So there it was.
White. Bright. Practically dewy with freshness, dated Monday, December 8 2008 (I quadruple-checked the year)(which the literal-minded will note was not even technically the case in my time zone when I encountered it) sitting there on my monitor for all the world as if it were a regular article waiting patiently to be read, with a perky, amusing author bio in the sidebar looking as normal as all get out.
TMN Contributing Writer Leslie Harpold is a writer and designer with a long list of publications she’s marred with her work.
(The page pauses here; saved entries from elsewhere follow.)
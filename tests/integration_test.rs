//! Integration Tests - Reconciler, Poller and Hub Wiring
//!
//! Tests the interaction between usecases, ports, and mock adapters.
//! Uses mockall for trait mocking and tokio::test for async tests.

use std::collections::{BTreeSet, HashMap};
use std::sync::Arc;
use std::sync::atomic::{AtomicUsize, Ordering};
use std::time::Duration;

use mockall::mock;
use mockall::predicate::*;
use parking_lot::Mutex;

use venue_stream::config::StreamSettings;
use venue_stream::domain::market::{FeedKey, Market, Venue};
use venue_stream::ports::demand::{AlertDemand, AlertType, SelectionMode};
use venue_stream::ports::market_feed::{LiveFeed, TickBatch, TickListener};
use venue_stream::usecases::reconciler::Reconciler;
use venue_stream::usecases::stream_hub::StreamHub;

// ---- Mock Definitions ----

mock! {
    pub Demand {}

    #[async_trait::async_trait]
    impl venue_stream::ports::demand::DemandSource for Demand {
        async fn active_demand(&self) -> anyhow::Result<Vec<AlertDemand>>;
    }
}

mock! {
    pub Prices {}

    #[async_trait::async_trait]
    impl venue_stream::ports::price_source::PriceMapSource for Prices {
        async fn fetch_prices(&self, market: Market) -> anyhow::Result<HashMap<String, f64>>;
    }
}

mock! {
    pub Launcher {}

    impl venue_stream::ports::market_feed::FeedLauncher for Launcher {
        fn launch(&self, key: FeedKey, symbols: BTreeSet<String>) -> anyhow::Result<Box<dyn LiveFeed>>;
    }
}

mock! {
    pub Feed {}

    #[async_trait::async_trait]
    impl LiveFeed for Feed {
        fn set_symbols(&self, symbols: BTreeSet<String>);
        fn close(&self, reason: &str);
        fn is_finished(&self) -> bool;
        async fn shutdown(&mut self, reason: &str);
    }
}

// ---- Helpers ----

fn demand(venue: Venue, market: Market, symbols: &[&str]) -> AlertDemand {
    AlertDemand {
        venue,
        market,
        symbols: symbols.iter().map(|s| (*s).to_string()).collect(),
        alert_type: AlertType::PriceCross,
        selection_mode: SelectionMode::Selected,
    }
}

fn symbols(list: &[&str]) -> BTreeSet<String> {
    list.iter().map(|s| (*s).to_string()).collect()
}

/// A feed that stays alive and must never be touched.
fn quiet_feed() -> Box<dyn LiveFeed> {
    let mut feed = MockFeed::new();
    feed.expect_is_finished().return_const(false);
    feed.expect_set_symbols().never();
    feed.expect_close().never();
    feed.expect_shutdown().never();
    Box::new(feed)
}

fn reconciler(demand: MockDemand, launcher: MockLauncher) -> Reconciler {
    Reconciler::new(Arc::new(demand), Arc::new(launcher), Duration::from_secs(30))
}

// ---- Reconciler ----

#[tokio::test]
async fn test_second_reconcile_with_same_demand_is_noop() {
    let mut source = MockDemand::new();
    source.expect_active_demand().times(2).returning(|| {
        Ok(vec![
            demand(Venue::Bybit, Market::Spot, &["BTCUSDT", "ETHUSDT"]),
            demand(Venue::Binance, Market::Futures, &["BTCUSDT"]),
        ])
    });

    let mut launcher = MockLauncher::new();
    launcher
        .expect_launch()
        .with(eq(FeedKey::new(Venue::Bybit, Market::Spot)), eq(symbols(&["BTCUSDT", "ETHUSDT"])))
        .times(1)
        .returning(|_, _| Ok(quiet_feed()));
    launcher
        .expect_launch()
        .with(eq(FeedKey::new(Venue::Binance, Market::Futures)), eq(BTreeSet::new()))
        .times(1)
        .returning(|_, _| Ok(quiet_feed()));

    let reconciler = reconciler(source, launcher);

    let first = reconciler.reconcile().await.unwrap();
    assert_eq!(first.opened.len(), 2);

    let second = reconciler.reconcile().await.unwrap();
    assert!(second.is_noop(), "unexpected changes: {second:?}");
    assert_eq!(reconciler.active_keys().await.len(), 2);
}

#[tokio::test]
async fn test_demand_failure_leaves_feeds_untouched() {
    let calls = AtomicUsize::new(0);
    let mut source = MockDemand::new();
    source.expect_active_demand().returning(move || {
        if calls.fetch_add(1, Ordering::SeqCst) == 0 {
            Ok(vec![demand(Venue::Okx, Market::Futures, &["BTC-USDT-SWAP"])])
        } else {
            Err(anyhow::anyhow!("alert store unavailable"))
        }
    });

    let mut launcher = MockLauncher::new();
    launcher
        .expect_launch()
        .with(eq(FeedKey::new(Venue::Okx, Market::Futures)), eq(symbols(&["BTCUSDT"])))
        .times(1)
        .returning(|_, _| Ok(quiet_feed()));

    let reconciler = reconciler(source, launcher);
    reconciler.reconcile().await.unwrap();

    let err = reconciler.reconcile().await.unwrap_err();
    assert!(err.to_string().contains("Demand query failed"));
    assert_eq!(
        reconciler.active_keys().await,
        vec![FeedKey::new(Venue::Okx, Market::Futures)]
    );
}

#[tokio::test]
async fn test_symbol_change_retargets_and_dropped_key_closes() {
    let calls = AtomicUsize::new(0);
    let mut source = MockDemand::new();
    source.expect_active_demand().returning(move || {
        Ok(if calls.fetch_add(1, Ordering::SeqCst) == 0 {
            vec![
                demand(Venue::Gate, Market::Spot, &["BTC_USDT", "ETH_USDT"]),
                demand(Venue::Mexc, Market::Futures, &["BTC_USDT"]),
            ]
        } else {
            vec![demand(Venue::Gate, Market::Spot, &["BTC_USDT", "ETH_USDT", "SOL_USDT"])]
        })
    });

    let retargeted = Arc::new(Mutex::new(Vec::new()));
    let seen = Arc::clone(&retargeted);
    let mut launcher = MockLauncher::new();
    launcher
        .expect_launch()
        .with(eq(FeedKey::new(Venue::Gate, Market::Spot)), always())
        .times(1)
        .returning(move |_, _| {
            let seen = Arc::clone(&seen);
            let mut feed = MockFeed::new();
            feed.expect_is_finished().return_const(false);
            feed.expect_set_symbols().times(1).returning(move |s| seen.lock().push(s));
            feed.expect_close().never();
            Ok(Box::new(feed))
        });
    launcher
        .expect_launch()
        .with(eq(FeedKey::new(Venue::Mexc, Market::Futures)), always())
        .times(1)
        .returning(|_, _| {
            let mut feed = MockFeed::new();
            feed.expect_is_finished().return_const(false);
            feed.expect_close().with(eq("no longer demanded")).times(1).return_const(());
            Ok(Box::new(feed))
        });

    let reconciler = reconciler(source, launcher);
    reconciler.reconcile().await.unwrap();
    let report = reconciler.reconcile().await.unwrap();

    assert_eq!(report.closed, vec![FeedKey::new(Venue::Mexc, Market::Futures)]);
    assert_eq!(report.retargeted, vec![FeedKey::new(Venue::Gate, Market::Spot)]);
    assert_eq!(*retargeted.lock(), vec![symbols(&["BTCUSDT", "ETHUSDT", "SOLUSDT"])]);
}

#[tokio::test]
async fn test_dead_feed_is_pruned_and_reopened() {
    let mut source = MockDemand::new();
    source
        .expect_active_demand()
        .returning(|| Ok(vec![demand(Venue::Bybit, Market::Futures, &["BTCUSDT"])]));

    let launches = Arc::new(AtomicUsize::new(0));
    let counter = Arc::clone(&launches);
    let mut launcher = MockLauncher::new();
    launcher.expect_launch().returning(move |_, _| {
        let first = counter.fetch_add(1, Ordering::SeqCst) == 0;
        let mut feed = MockFeed::new();
        feed.expect_is_finished().return_const(first);
        feed.expect_close().return_const(());
        Ok(Box::new(feed))
    });

    let reconciler = reconciler(source, launcher);
    reconciler.reconcile().await.unwrap();
    let report = reconciler.reconcile().await.unwrap();

    assert_eq!(report.pruned, vec![FeedKey::new(Venue::Bybit, Market::Futures)]);
    assert_eq!(report.opened, vec![FeedKey::new(Venue::Bybit, Market::Futures)]);
    assert_eq!(launches.load(Ordering::SeqCst), 2);
}

#[tokio::test]
async fn test_launch_failure_is_retried_next_cycle() {
    let mut source = MockDemand::new();
    source
        .expect_active_demand()
        .returning(|| Ok(vec![demand(Venue::Okx, Market::Spot, &["BTCUSDT"])]));

    let attempts = AtomicUsize::new(0);
    let mut launcher = MockLauncher::new();
    launcher.expect_launch().times(2).returning(move |_, _| {
        if attempts.fetch_add(1, Ordering::SeqCst) == 0 {
            Err(anyhow::anyhow!("refused"))
        } else {
            Ok(quiet_feed())
        }
    });

    let reconciler = reconciler(source, launcher);
    assert!(reconciler.reconcile().await.unwrap().opened.is_empty());
    assert_eq!(reconciler.reconcile().await.unwrap().opened.len(), 1);
}

#[tokio::test]
async fn test_close_all_waits_for_every_feed() {
    let mut source = MockDemand::new();
    source.expect_active_demand().returning(|| {
        Ok(vec![
            demand(Venue::Okx, Market::Spot, &["BTCUSDT"]),
            demand(Venue::Binance, Market::Spot, &[]),
        ])
    });

    let stopped = Arc::new(AtomicUsize::new(0));
    let counter = Arc::clone(&stopped);
    let mut launcher = MockLauncher::new();
    launcher.expect_launch().times(2).returning(move |_, _| {
        let counter = Arc::clone(&counter);
        let mut feed = MockFeed::new();
        feed.expect_is_finished().return_const(false);
        feed.expect_close().never();
        feed.expect_shutdown().with(eq("shutdown")).times(1).returning(move |_| {
            counter.fetch_add(1, Ordering::SeqCst);
        });
        Ok(Box::new(feed))
    });

    let reconciler = reconciler(source, launcher);
    reconciler.reconcile().await.unwrap();
    assert_eq!(reconciler.close_all("shutdown").await, 2);
    assert_eq!(stopped.load(Ordering::SeqCst), 2);
    assert!(reconciler.active_keys().await.is_empty());
    assert_eq!(reconciler.close_all("shutdown").await, 0);
}

// ---- Hub ----

#[tokio::test(start_paused = true)]
async fn test_polled_venue_fills_cache_and_reaches_listeners() {
    let mut source = MockDemand::new();
    source
        .expect_active_demand()
        .returning(|| Ok(vec![demand(Venue::Bitget, Market::Spot, &["BTCUSDT"])]));

    let mut prices = MockPrices::new();
    prices
        .expect_fetch_prices()
        .with(eq(Market::Spot))
        .returning(|_| Ok(HashMap::from([("BTCUSDT".to_string(), 64_250.5)])));

    let settings = StreamSettings::default();
    let poll_sources: HashMap<Venue, Arc<dyn venue_stream::ports::price_source::PriceMapSource>> =
        HashMap::from([(Venue::Bitget, Arc::new(prices) as _)]);
    let hub = StreamHub::new(settings, Arc::new(source), poll_sources, None);

    let received = Arc::new(AtomicUsize::new(0));
    let counter = Arc::clone(&received);
    let listener: Arc<dyn TickListener> = Arc::new(move |batch: &TickBatch| -> anyhow::Result<()> {
        assert_eq!(batch.venue, Venue::Bitget);
        counter.fetch_add(1, Ordering::SeqCst);
        Ok(())
    });
    let panicking: Arc<dyn TickListener> =
        Arc::new(|_: &TickBatch| -> anyhow::Result<()> { panic!("listener bug") });
    hub.on_tick(panicking).unwrap();
    let id = hub.on_tick(listener).unwrap();

    assert!(!hub.is_fresh(Venue::Bitget, Market::Spot));
    hub.start().await;
    tokio::time::sleep(Duration::from_millis(100)).await;

    assert!(hub.is_fresh(Venue::Bitget, Market::Spot));
    assert!(hub.is_ready().await);
    assert_eq!(hub.price_map(Venue::Bitget, Market::Spot)["BTCUSDT"], 64_250.5);
    assert!(received.load(Ordering::SeqCst) >= 1);

    assert!(hub.off_tick(id));
    hub.stop().await;
    assert!(hub.active_feeds().await.is_empty());
}

#[tokio::test(start_paused = true)]
async fn test_freshness_expires_after_window() {
    let mut source = MockDemand::new();
    source.expect_active_demand().returning(|| Ok(Vec::new()));
    let hub = StreamHub::with_launcher(
        StreamSettings::default(),
        Arc::new(source),
        Arc::new(MockLauncher::new()),
        None,
    );

    assert!(!hub.is_fresh(Venue::Okx, Market::Spot));
    hub.ingest()
        .on_tick(&TickBatch {
            venue: Venue::Okx,
            market: Market::Spot,
            prices: HashMap::from([("ETHUSDT".to_string(), 3_100.0)]),
        })
        .unwrap();
    assert!(hub.is_fresh(Venue::Okx, Market::Spot));

    tokio::time::advance(StreamSettings::default().staleness_window + Duration::from_millis(1)).await;
    assert!(!hub.is_fresh(Venue::Okx, Market::Spot));
    // Prices outlive freshness.
    assert_eq!(hub.price_map(Venue::Okx, Market::Spot)["ETHUSDT"], 3_100.0);
}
She is working on a novel and dreams alternately of an über urban or ultra rural future, as she is not one to do things by halves. After misspending her 20s in New York City, Leslie now lives in Grosse Pointe, Mich. She makes pie crust from scratch.
Only, it wasn’t.
Normal.
Leslie Harpold, you see, has been dead for exactly two years today. [thanks to Wendie for the correction; I had it at one year. Freakouts are so fresh!] I remember her death particularly, because for several years friends had been telling me how much I, the Christmas nut, would love her annual online Advent Calendar. Which I’m sure I would have, only by the time I finally clicked around to it December 14th of 2006, it was frozen at the 7th. Which date it has been frozen on ever since, because December 7th was the last full day she was alive. She was found by friends several days after her death, in part because of curiosity generated by the failure to update her famous Advent Calendar.
So, naturally, the appearance of a brand-new and highly chipper-sounding article by the aforesaid deceased, most particularly exactly two years after her death and seasonal at that, rather freaked me out.
Mind you, it’s not the first time someone has blogged from beyond the grave.
I just wish they could manage it without:
- freaking me out
- making me feel even guiltier about my work ethic.